KhronosGroup / glslang

Khronos-reference front end for GLSL/ESSL, partial front end for HLSL, and a SPIR-V generator.
Other
2.9k stars 815 forks source link

error in combination with preprocessor directives can obfuscate error location. #3544

Open phr34k opened 3 months ago

phr34k commented 3 months ago

I'd like to address an issue with error handeling specifically in combination with common preprocessor directives like #include #line. I'll give you a short summary of the problem and how these system interact, and the situation of the problem.

layout( location = 0 ) out vec4 color1
#line 500
layout( location = 0 ) out vec4 color2:

Results in an "ERROR: frag.glsl:500: unexpected LAYOUT, expecting COMMA or SEMICOLON.". Strictly spoken the error message is correct. However it highlight an important issue, preprocessor directives can cause unterminated statements easily transfer accross natural file boundaries (e.g. #include directives) which makes these source of these statements near impossible to locate, especially in larger code bases where reusabiliity is imminent this class of errors are easilly obfuscated.

layout( location = 0 ) out vec4 color1
layout( location = 0 ) out vec4 color2:
#include "a"
#include "b"

In the above scenario, the origional statement occurs in "a" but the factual error is only detected in "b". I'd propose that unterminated statements could report the location where the statement begins, and the specific token or (sub-)statement location reported as detail(s).

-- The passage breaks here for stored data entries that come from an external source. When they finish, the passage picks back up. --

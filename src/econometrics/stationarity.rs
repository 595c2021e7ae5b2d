//! Augmented Dickey–Fuller unit-root test.
//!
//! Constant-only regression
//!
//! ```text
//! Δy_t = c + γ y_{t-1} + Σ_{j=1..L} φ_j Δy_{t-j} + ε_t
//! ```
//!
//! with `L` chosen by AIC over `0..=ceil(12 (n/100)^{1/4})` (capped at
//! `n/2 - 2`) on a common sample, then refit on the largest sample for that `L`.
//! The statistic is the t-value of `γ`; p-values use MacKinnon's (1994)
//! response-surface approximation for one variable with a constant.

use nalgebra::{DMatrix, DVector};

use crate::error::AppError;
use crate::math::{diff, norm_cdf, ols};

/// p-values at or above this classify a series as non-stationary.
pub const NON_STATIONARY_P: f64 = 0.05;

const TAU_MAX: f64 = 2.74;
const TAU_MIN: f64 = -18.83;
const TAU_STAR: f64 = -1.61;
const TAU_SMALL_P: [f64; 3] = [2.1659, 1.4412, 0.038269];
const TAU_LARGE_P: [f64; 4] = [1.7339, 0.93202, -0.12745, -0.010368];

#[derive(Debug, Clone, Copy, PartialEq)]
pub struct AdfResult {
    pub statistic: f64,
    pub p_value: f64,
    pub used_lag: usize,
    pub nobs: usize,
}

impl AdfResult {
    pub fn non_stationary(&self) -> bool {
        is_non_stationary(self.p_value)
    }
}

/// `p >= 0.05`: the unit-root null is not rejected.
pub fn is_non_stationary(p_value: f64) -> bool {
    p_value >= NON_STATIONARY_P
}

/// A unit-root test producing a p-value per series.
pub trait UnitRootTest {
    fn test(&self, series: &[f64]) -> Result<AdfResult, AppError>;
}

/// ADF with automatic AIC lag selection.
#[derive(Debug, Clone, Copy, Default)]
pub struct Adf;

impl UnitRootTest for Adf {
    fn test(&self, series: &[f64]) -> Result<AdfResult, AppError> {
        adfuller(series)
    }
}

pub fn adfuller(x: &[f64]) -> Result<AdfResult, AppError> {
    let n = x.len();
    if x.iter().any(|v| !v.is_finite()) {
        return Err(AppError::estimation("adf", "series contains non-finite values"));
    }
    if n < 4 {
        return Err(AppError::estimation("adf", format!("sample of {n} is too short")));
    }
    if x.iter().all(|v| *v == x[0]) {
        return Err(AppError::estimation("adf", "series is constant"));
    }

    let ceiling = (12.0 * (n as f64 / 100.0).powf(0.25)).ceil() as usize;
    let maxlag = ceiling.min(n / 2 - 2);
    let dx = diff(x);

    // Lag search on the sample trimmed for `maxlag`.
    let (y_full, x_full) = design(x, &dx, maxlag);
    let mut best: Option<(f64, usize)> = None;
    for lags in 0..=maxlag {
        let cols = 2 + lags;
        let exog = x_full.columns(0, cols).into_owned();
        let Some(fit) = ols(&exog, &y_full) else {
            continue;
        };
        let aic = fit.aic();
        if best.is_none_or(|(b, _)| aic < b) {
            best = Some((aic, lags));
        }
    }
    let (_, used_lag) =
        best.ok_or_else(|| AppError::estimation("adf", "no lag order produced a valid regression"))?;

    // Final regression: constant first, then y_{t-1} and the chosen lags.
    let (y, exog) = design(x, &dx, used_lag);
    let fit = ols(&exog, &y).ok_or_else(|| {
        AppError::estimation("adf", format!("singular regression at lag {used_lag}"))
    })?;
    let statistic = fit.t_value(1);
    if !statistic.is_finite() {
        return Err(AppError::estimation("adf", "test statistic is not finite"));
    }

    Ok(AdfResult {
        statistic,
        p_value: mackinnon_p(statistic)?,
        used_lag,
        nobs: y.len(),
    })
}

/// Endogenous `Δy_t` and regressors `[1, y_{t-1}, Δy_{t-1}, …, Δy_{t-lags}]`
/// for `t` where every lag is available.
fn design(x: &[f64], dx: &[f64], lags: usize) -> (DVector<f64>, DMatrix<f64>) {
    let rows = dx.len() - lags;
    let y = DVector::from_iterator(rows, (0..rows).map(|r| dx[r + lags]));
    let exog = DMatrix::from_fn(rows, 2 + lags, |r, c| {
        let t = r + lags;
        match c {
            0 => 1.0,
            1 => x[t],
            j => dx[t - (j - 1)],
        }
    });
    (y, exog)
}

/// MacKinnon approximate p-value, constant-only regression, one variable.
pub fn mackinnon_p(stat: f64) -> Result<f64, AppError> {
    if stat > TAU_MAX {
        return Ok(1.0);
    }
    if stat < TAU_MIN {
        return Ok(0.0);
    }
    let poly: &[f64] = if stat <= TAU_STAR {
        &TAU_SMALL_P
    } else {
        &TAU_LARGE_P
    };
    let z = poly.iter().rev().fold(0.0, |acc, c| acc * stat + c);
    norm_cdf(z)
}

I have some past expierence in compilers and language(s) generation but haven't used yacc before so I'd be happy just get a few pointers. I believe this error is presently automatically generated from the grammer (glslang.y) and isn't explictly generated/handled inline. I suspect the location (simple_statement) needs to propegate so that they can be used during error handling.

arcady-lunarg commented 3 months ago

Yeah, I think ultimately the way to deal with this is to keep track of the start of the unterminated statement. Part of the issue is that #include processing happens in the tokenizer, at a level below that of the glslang.y bison parser. Error reporting is definitely an area where glslang could use considerable improvement, patches are definitely welcome.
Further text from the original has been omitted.